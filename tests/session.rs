//! Voice session and recorder tests over scripted audio

use std::sync::atomic::{AtomicUsize, Ordering};
use std::sync::{Arc, Mutex};
use std::time::{Duration, Instant};

use tokio_util::sync::CancellationToken;

use herald::capabilities::{AudioInput, SpeechRecognizer, SpeechSink};
use herald::session::{
    AudioSession, CaptureSettings, NO_INPUT_REPLY, SessionParts, SessionState,
    WAKE_ACKNOWLEDGMENT, record,
};
use herald::{Command, Origin};

mod common;
use common::{FixedRecognizer, MarkerWake, RecordingSink, ScriptedInput, WAKE_MARKER, frame};

const LOUD: i16 = 20_000;

/// Four-sample frames at 16 Hz: two silent frames end a recording, eight cap it
fn settings() -> CaptureSettings {
    CaptureSettings {
        frame_size: 4,
        sample_rate: 16,
        silence_threshold: 0.03,
        silence_duration: 0.5,
        max_duration: 2.0,
    }
}

struct Harness {
    session: AudioSession,
    input: Arc<ScriptedInput>,
    sink: Arc<RecordingSink>,
    recognizer: Arc<FixedRecognizer>,
    frames_seen: Arc<AtomicUsize>,
    commands: Arc<Mutex<Vec<Command>>>,
}

fn harness(input: ScriptedInput, transcript: &str) -> Harness {
    harness_with_delay(input, transcript, Duration::ZERO)
}

/// Like [`harness`], with a command handler that takes `delay` to answer
fn harness_with_delay(input: ScriptedInput, transcript: &str, delay: Duration) -> Harness {
    let input = Arc::new(input);
    let sink = Arc::new(RecordingSink::default());
    let recognizer = Arc::new(FixedRecognizer::new(transcript));
    let (wake, frames_seen) = MarkerWake::new();
    let commands = Arc::new(Mutex::new(Vec::new()));

    let seen = Arc::clone(&commands);
    let session = AudioSession::new(SessionParts {
        input: Arc::clone(&input) as Arc<dyn AudioInput>,
        wake: Box::new(wake),
        recognizer: Arc::clone(&recognizer) as Arc<dyn SpeechRecognizer>,
        speech: Arc::clone(&sink) as Arc<dyn SpeechSink>,
        capture: settings(),
        language: "en".to_string(),
        on_command: Arc::new(move |command: Command| {
            std::thread::sleep(delay);
            let reply = format!("Done: {}", command.text());
            seen.lock().unwrap().push(command);
            reply
        }),
    });

    Harness {
        session,
        input,
        sink,
        recognizer,
        frames_seen,
        commands,
    }
}

fn wait_for_state(session: &AudioSession, state: SessionState) {
    let deadline = Instant::now() + Duration::from_secs(5);
    while session.state() != state {
        assert!(Instant::now() < deadline, "session stuck in {}", session.state());
        std::thread::sleep(Duration::from_millis(5));
    }
}

#[test]
fn test_empty_transcript_speaks_no_input_reply() {
    let h = harness(
        ScriptedInput::new(vec![
            frame(0, 4),
            frame(WAKE_MARKER, 4),
            frame(0, 4),
            frame(0, 4),
        ]),
        "",
    );

    assert_eq!(h.session.state(), SessionState::Idle);
    h.session.start().unwrap();
    wait_for_state(&h.session, SessionState::Stopped);

    assert_eq!(
        h.sink.spoken(),
        vec![WAKE_ACKNOWLEDGMENT.to_string(), NO_INPUT_REPLY.to_string()]
    );
    assert!(h.commands.lock().unwrap().is_empty());
    assert_eq!(h.frames_seen.load(Ordering::SeqCst), 2);
    assert_eq!(h.recognizer.calls(), 1);
    assert!(h.session.stop());
}

#[test]
fn test_full_cycle_dispatches_and_speaks_reply() {
    let h = harness(
        ScriptedInput::new(vec![
            frame(WAKE_MARKER, 4),
            frame(LOUD, 4),
            frame(LOUD, 4),
            frame(0, 4),
            frame(0, 4),
        ]),
        "  turn on the lights ",
    );

    h.session.start().unwrap();
    wait_for_state(&h.session, SessionState::Stopped);

    assert_eq!(
        h.sink.spoken(),
        vec![
            WAKE_ACKNOWLEDGMENT.to_string(),
            "Done: turn on the lights".to_string()
        ]
    );
    let commands = h.commands.lock().unwrap();
    assert_eq!(commands.len(), 1);
    assert_eq!(commands[0].origin(), Origin::Voice);
    assert_eq!(h.input.opened(), 1);
}

#[test]
fn test_listen_once_with_no_audio_skips_recognizer() {
    let h = harness(ScriptedInput::new(Vec::new()), "should not be used");

    assert_eq!(h.session.listen_once().unwrap(), "");
    assert_eq!(h.recognizer.calls(), 0);
    assert_eq!(h.input.opened(), 1);
}

#[test]
fn test_listen_once_transcribes_recording() {
    let h = harness(
        ScriptedInput::new(vec![frame(LOUD, 4), frame(0, 4), frame(0, 4)]),
        "what time is it",
    );

    assert_eq!(h.session.listen_once().unwrap(), "what time is it");
    assert_eq!(h.recognizer.calls(), 1);
}

#[test]
fn test_stop_interrupts_idle_listening() {
    let h = harness(ScriptedInput::new(Vec::new()).held_open(), "");

    h.session.start().unwrap();
    // Starting twice is a no-op
    h.session.start().unwrap();
    std::thread::sleep(Duration::from_millis(20));
    assert_eq!(h.session.state(), SessionState::Armed);

    assert!(h.session.stop());
    assert_eq!(h.session.state(), SessionState::Stopped);
    assert!(h.session.stop());
    assert!(h.session.start().is_err());
    assert_eq!(h.input.opened(), 1);
}

#[test]
fn test_timed_out_stop_stays_stopped_and_drops_reply() {
    let h = harness_with_delay(
        ScriptedInput::new(vec![
            frame(WAKE_MARKER, 4),
            frame(LOUD, 4),
            frame(LOUD, 4),
            frame(0, 4),
            frame(0, 4),
        ])
        .held_open(),
        "turn on the lights",
        Duration::from_millis(1500),
    );

    h.session.start().unwrap();
    wait_for_state(&h.session, SessionState::Dispatching);

    // The handler outlives the bounded join, so the thread is detached
    assert!(!h.session.stop());
    assert_eq!(h.session.state(), SessionState::Stopped);

    std::thread::sleep(Duration::from_millis(1000));
    assert_eq!(h.commands.lock().unwrap().len(), 1);
    assert_eq!(h.session.state(), SessionState::Stopped);
    assert_eq!(h.sink.spoken(), vec![WAKE_ACKNOWLEDGMENT.to_string()]);
}

/// Default capture: 1024-sample frames at 16 kHz, one second of silence
fn default_capture() -> CaptureSettings {
    CaptureSettings {
        frame_size: 1024,
        sample_rate: 16_000,
        silence_threshold: 0.03,
        silence_duration: 1.0,
        max_duration: 10.0,
    }
}

#[test]
fn test_fifteen_silent_frames_do_not_end_default_capture() {
    let mut frames = vec![frame(LOUD, 1024)];
    frames.extend(std::iter::repeat_n(frame(0, 1024), 15));
    let input = ScriptedInput::new(frames);
    let mut source = input.open(16_000).unwrap();

    let outcome = record(source.as_mut(), &default_capture(), &CancellationToken::new())
        .unwrap()
        .unwrap();
    assert!(!outcome.silence_triggered);
    assert_eq!(outcome.samples.len(), 16 * 1024);
}

#[test]
fn test_sixteenth_silent_frame_ends_default_capture() {
    let mut frames = vec![frame(LOUD, 1024)];
    frames.extend(std::iter::repeat_n(frame(0, 1024), 16));
    frames.push(frame(LOUD, 1024));
    let input = ScriptedInput::new(frames);
    let mut source = input.open(16_000).unwrap();

    let outcome = record(source.as_mut(), &default_capture(), &CancellationToken::new())
        .unwrap()
        .unwrap();
    assert!(outcome.silence_triggered);
    assert_eq!(outcome.samples.len(), 17 * 1024);
}

#[test]
fn test_recording_ends_on_trailing_silence() {
    let input = ScriptedInput::new(vec![
        frame(LOUD, 4),
        frame(0, 4),
        frame(LOUD, 4),
        frame(0, 4),
        frame(0, 4),
    ]);
    let mut source = input.open(16).unwrap();

    let outcome = record(source.as_mut(), &settings(), &CancellationToken::new())
        .unwrap()
        .unwrap();
    assert!(outcome.silence_triggered);
    assert_eq!(outcome.samples.len(), 20);
}

#[test]
fn test_recording_stops_at_duration_cap() {
    let input = ScriptedInput::new(vec![frame(LOUD, 4); 12]);
    let mut source = input.open(16).unwrap();

    let outcome = record(source.as_mut(), &settings(), &CancellationToken::new())
        .unwrap()
        .unwrap();
    assert!(!outcome.silence_triggered);
    assert_eq!(outcome.samples.len(), 8 * 4);
}

#[test]
fn test_recording_returns_none_when_cancelled() {
    let input = ScriptedInput::new(vec![frame(LOUD, 4)]);
    let mut source = input.open(16).unwrap();
    let cancel = CancellationToken::new();
    cancel.cancel();

    assert!(record(source.as_mut(), &settings(), &cancel).unwrap().is_none());
}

- - - - -

■ **WHAT TO DO**
Wherever the word "SpeechRecognizer" turns up in a line of the entries above, copy that line.

■ **RESULT FOR THIS EXERCISE**
use herald::capabilities::{AudioInput, SpeechRecognizer, SpeechSink};
        recognizer: Arc::clone(&recognizer) as Arc<dyn SpeechRecognizer>,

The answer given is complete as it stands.